Although it was impossible to establish a control group because of the aforementioned limitations, to avoid bias, the person who conducted the pre- and post-admission assessments was not part of the ET program carried out at the hospital.

5. Conclusion

An exercise therapy (ET) program starting with conditioning for HSCT is safe, can improve patient coordination and balance, and serves to stop the loss of muscle strength these patients experience because of the disease, the transplant process, and prolonged inactivity.

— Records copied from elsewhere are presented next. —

use std::collections::HashMap;

use async_trait::async_trait;
use serde::{Deserialize, Serialize};
use serde_json::Value;

use crate::api::TrackerError;

pub mod memory;
pub mod print;

/// Store-side merge behavior applied when an upserted document already
/// exists. A closed set instead of free-form update scripts: the store
/// executes the branch, the pipeline only describes it.
#[derive(Clone, Debug, PartialEq, Deserialize, Serialize)]
pub enum MergeFunction {
    /// Add 1 to an integer field.
    IncrementCounter { field: String },

    /// Append `entry` to an array field while it holds fewer than `cap`
    /// elements. Once full, set `overflow_flag` instead and stop appending.
    /// The flag is terminal; there is no path back.
    AppendCapped {
        field: String,
        entry: Value,
        cap: usize,
        overflow_flag: String,
    },
}

/// One write against a named collection, keyed by a caller-chosen id.
#[derive(Clone, Debug, PartialEq, Deserialize, Serialize)]
pub enum WriteOperation {
    /// Plain insert, replacing any existing document under the same id.
    Create {
        collection: String,
        id: String,
        document: Value,
    },

    /// Upsert-with-merge: store `create` when the id is absent, otherwise
    /// apply `merge` to the stored document.
    Upsert {
        collection: String,
        id: String,
        /// Optional parent-grouping key for hierarchical aggregations.
        parent: Option<String>,
        merge: MergeFunction,
        create: Value,
    },
}

impl WriteOperation {
    pub fn collection(&self) -> &str {
        match self {
            WriteOperation::Create { collection, .. }
            | WriteOperation::Upsert { collection, .. } => collection,
        }
    }

    pub fn id(&self) -> &str {
        match self {
            WriteOperation::Create { id, .. } | WriteOperation::Upsert { id, .. } => id,
        }
    }
}

/// Write operations accumulated during one drain cycle. Owned exclusively by
/// that cycle: filled by the processors, submitted once, then discarded.
#[derive(Debug, Default)]
pub struct Batch {
    operations: Vec<WriteOperation>,
}

impl Batch {
    pub fn new() -> Self {
        Self::default()
    }

    pub fn push(&mut self, operation: WriteOperation) {
        self.operations.push(operation);
    }

    pub fn len(&self) -> usize {
        self.operations.len()
    }

    pub fn is_empty(&self) -> bool {
        self.operations.is_empty()
    }

    pub fn operations(&self) -> &[WriteOperation] {
        &self.operations
    }

    pub fn into_operations(self) -> Vec<WriteOperation> {
        self.operations
    }
}

/// One failed item out of a batch. Failures are reported, never retried.
#[derive(Clone, Debug)]
pub struct FailedWrite {
    pub collection: String,
    pub id: String,
    pub reason: String,
}

/// Outcome of one batch submission.
#[derive(Debug, Default)]
pub struct BatchSummary {
    pub attempted: usize,
    pub failures: Vec<FailedWrite>,
}

impl BatchSummary {
    pub fn has_failures(&self) -> bool {
        !self.failures.is_empty()
    }

    pub fn failure_message(&self) -> String {
        self.failures
            .iter()
            .map(|failure| {
                format!(
                    "[{}/{}]: {}",
                    failure.collection, failure.id, failure.reason
                )
            })
            .collect::<Vec<_>>()
            .join(", ")
    }
}

/// One processor declared on a collection: a registered kind name plus
/// arbitrary extra settings merged into the processor at construction.
#[derive(Clone, Debug, Deserialize, Serialize)]
pub struct ProcessorDeclaration {
    pub kind: String,
    #[serde(default)]
    pub settings: HashMap<String, Value>,
}

/// Per-collection tracking metadata: the tenant owning the collection and the
/// processors feeding it. Held by the document store, read-mostly.
#[derive(Clone, Debug, Deserialize, Serialize)]
pub struct CollectionConfig {
    pub collection: String,
    pub site_id: String,
    #[serde(default)]
    pub processors: Vec<ProcessorDeclaration>,
}

/// The document store boundary. The pipeline only needs two things from it:
/// the per-collection processor configuration (re-read once per drain cycle
/// so changes take effect within one period) and atomic submission of one
/// cycle's batch.
#[async_trait]
pub trait DocumentStore {
    async fn collection_configs(&self) -> Result<Vec<CollectionConfig>, TrackerError>;

    /// Submit the batch in a single call. Per-item failures are reported in
    /// the summary and must not abort the rest of the batch; only a failure
    /// of the submission itself is an `Err`.
    async fn execute_batch(&self, batch: Batch) -> Result<BatchSummary, TrackerError>;
}

#[cfg(test)]
mod tests {
    use super::{BatchSummary, FailedWrite};

    #[test]
    fn failure_message_names_collection_and_id() {
        let summary = BatchSummary {
            attempted: 3,
            failures: vec![
                FailedWrite {
                    collection: "stats".to_string(),
                    id: "p1|st1|product_view|2015-03-14".to_string(),
                    reason: "count is not an integer".to_string(),
                },
                FailedWrite {
                    collection: "sessions".to_string(),
                    id: "abc".to_string(),
                    reason: "pages is not an array".to_string(),
                },
            ],
        };

        assert!(summary.has_failures());
        let message = summary.failure_message();
        assert!(message.contains("[stats/p1|st1|product_view|2015-03-14]"));
        assert!(message.contains("[sessions/abc]"));
    }
}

Subsequent studies with a larger cohort size will be needed to confirm the positive results obtained in this work.

Acknowledgements

The authors wish to express their gratitude to the nursing and medical teams of the Hematology Department for their collaboration in the therapeutic exercise program.

Conflict of interests

None of the authors have any conflicts of interest regarding the conduct of this study to declare.

Disclosure

A preprint version of this manuscript was posted on Research Square, https://doi.org/10.21203/rs.3.rs-4705170/v1

Funding

The authors declare that no funds, grants, or other support were received during the preparation of this manuscript.